The invention provides a method for constructing a deep emotion interaction model based on emotion dimensionality, which constructs an emotion interaction model through mutual connection between emotions and constructs the deep emotion interaction model by combining a deep learning theory so as to achieve accurate judgment of the emotion. The specific practical manner is as follows.
Implementing a method for constructing a deep emotion interaction model based on emotion dimensionality, which comprises the following steps:
s100, extracting emotional characteristics aiming at an existing emotional electroencephalogram database in a laboratory;
s200, constructing an optimal depth RBM network, taking the emotional characteristics as the input of the depth RBM network, and obtaining the weight between the bottom layer emotional characteristics and the emotional state
S300, representing the association degree between the emotional states through the spatial distance of the dimension quantization value to obtain a weight value between the emotional states;
s400, constructing a correlation cognitive network, taking a weight between bottom layer emotional characteristics and emotional states of the RBM as a weight between input and output in the correlation cognitive network, and taking the weight between the emotional states as a weight between output and output of the correlation cognitive network;
s500, a deep emotion interaction model is constructed through combination of the optimal deep RBM network and the associated cognitive network, and accurate judgment of continuous emotion is achieved.

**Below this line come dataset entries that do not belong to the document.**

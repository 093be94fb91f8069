//! Configuration loading for dcg
//!
//! Supports TOML configuration with embedded defaults.

use serde::Deserialize;
use std::path::{Path, PathBuf};
use thiserror::Error;

use crate::engine::SafePaths;
use crate::rules::{PackError, PatternRegistry, RegistryBuilder};

/// Errors raised while reading a configuration file
#[derive(Debug, Error)]
pub enum ConfigError {
    #[error("failed to read config {path}: {source}")]
    Io {
        path: String,
        #[source]
        source: std::io::Error,
    },

    #[error("failed to parse config {path}: {source}")]
    Parse {
        path: String,
        #[source]
        source: toml::de::Error,
    },
}

/// General configuration section
#[derive(Debug, Clone, Deserialize)]
#[serde(default)]
pub struct GeneralConfig {
    /// Enable audit logging
    pub audit_log: bool,

    /// Path to audit log file
    pub audit_path: Option<String>,

    /// Default tracing filter when `DCG_LOG` is unset
    pub log_level: String,
}

impl Default for GeneralConfig {
    fn default() -> Self {
        Self {
            audit_log: true,
            audit_path: Some("~/.config/dcg/audit.jsonl".to_string()),
            log_level: "warn".to_string(),
        }
    }
}

/// Safe-path configuration
#[derive(Debug, Clone, Deserialize)]
#[serde(default)]
pub struct PathsConfig {
    /// Anchor for relative safe paths and operands
    pub project_root: Option<String>,

    /// Disposable directories where filesystem deletion is not flagged
    pub safe_paths: Vec<String>,
}

impl Default for PathsConfig {
    fn default() -> Self {
        Self {
            project_root: None,
            safe_paths: DEFAULT_SAFE_PATHS.iter().map(|s| s.to_string()).collect(),
        }
    }
}

/// Default safe paths; relative entries are anchored to the project root.
pub const DEFAULT_SAFE_PATHS: &[&str] = &[
    "/tmp",
    "/var/tmp",
    "$TMPDIR",
    "node_modules",
    "target",
    "dist",
    "build",
    ".cache",
    "__pycache__",
    ".pytest_cache",
    "coverage",
];

/// Pack selection
#[derive(Debug, Clone, Deserialize, Default)]
#[serde(default)]
pub struct PacksConfig {
    /// Built-in extension packs to enable
    pub enabled: Vec<String>,

    /// Pack definition files
    pub files: Vec<String>,
}

/// Main configuration structure
#[derive(Debug, Clone, Deserialize, Default)]
#[serde(default)]
pub struct Config {
    pub general: GeneralConfig,
    pub paths: PathsConfig,
    pub packs: PacksConfig,
}

impl Config {
    /// Candidate config locations, most specific first
    pub fn search_paths() -> Vec<PathBuf> {
        let mut paths = Vec::new();
        if let Some(dir) = dirs::config_dir() {
            paths.push(dir.join("dcg/config.toml"));
        }
        paths.push(PathBuf::from("/etc/dcg/config.toml"));
        paths
    }

    /// Load configuration from the first existing standard location, or
    /// use defaults when there is none
    pub fn load() -> Result<Self, ConfigError> {
        match Self::search_paths().into_iter().find(|p| p.exists()) {
            Some(path) => Self::load_from(&path),
            None => Ok(Config::default()),
        }
    }

    /// Load from a specific path
    pub fn load_from(path: &Path) -> Result<Self, ConfigError> {
        let content = std::fs::read_to_string(path).map_err(|source| ConfigError::Io {
            path: path.display().to_string(),
            source,
        })?;
        toml::from_str(&content).map_err(|source| ConfigError::Parse {
            path: path.display().to_string(),
            source,
        })
    }

    /// Expand ~ in path strings
    pub fn expand_path(path: &str) -> PathBuf {
        if path == "~" {
            if let Some(home) = dirs::home_dir() {
                return home;
            }
        }
        if let Some(rest) = path.strip_prefix("~/") {
            if let Some(home) = dirs::home_dir() {
                return home.join(rest);
            }
        }
        PathBuf::from(path)
    }

    /// Get the audit log path (expanded), `None` when auditing is off
    pub fn audit_path(&self) -> Option<PathBuf> {
        if !self.general.audit_log {
            return None;
        }
        self.general.audit_path.as_deref().map(Self::expand_path)
    }

    /// Configured project root (expanded)
    pub fn project_root(&self) -> Option<PathBuf> {
        self.paths.project_root.as_deref().map(Self::expand_path)
    }

    /// Core set plus enabled built-in packs plus pack files.
    pub fn build_registry(&self) -> Result<PatternRegistry, PackError> {
        let mut builder = RegistryBuilder::new().with_core();
        for name in &self.packs.enabled {
            builder = builder.add_builtin(name)?;
        }
        for file in &self.packs.files {
            builder = builder.add_pack_file(&Self::expand_path(file))?;
        }
        builder.build()
    }

    /// Safe-path set anchored at `project_root`, falling back to the
    /// configured root.
    pub fn safe_paths(&self, project_root: Option<&Path>) -> SafePaths {
        let configured = self.project_root();
        let root = configured.as_deref().or(project_root);
        SafePaths::new(&self.paths.safe_paths, root)
    }
}

/// Embedded default configuration
pub const DEFAULT_CONFIG_TOML: &str = r#"
[general]
audit_log = true
audit_path = "~/.config/dcg/audit.jsonl"
log_level = "warn"

[paths]
safe_paths = [
    "/tmp",
    "/var/tmp",
    "$TMPDIR",
    "node_modules",
    "target",
    "dist",
    "build",
    ".cache",
    "__pycache__",
    ".pytest_cache",
    "coverage",
]

[packs]
enabled = []
files = []
"#;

In the above experimental scheme, the specific process of extracting emotional features in S100 is as follows: the database adopts the existing emotional electroencephalogram database in a laboratory, mainly inspects the electrodes corresponding to the auditory function area, and selects the electrodes at the positions of FC1, FC2, FC3, FC4, C1, C2, C3, C4, CP1, CP2, CP3 and CP4, namely 12-lead electroencephalogram data for analysis as shown in figure 1. Traditional characteristic energy, power spectrum and power spectrum entropy representing electroencephalogram signal energy characteristics, nonlinear attribute characteristic approximate entropy representing electroencephalogram signal nonlinear attribute characteristics, hurst index and Lyapunov index and nonlinear geometric characteristics describing electroencephalogram signal geometric structures are extracted, namely, the electroencephalogram signal descriptor contour based on tracks is obtained.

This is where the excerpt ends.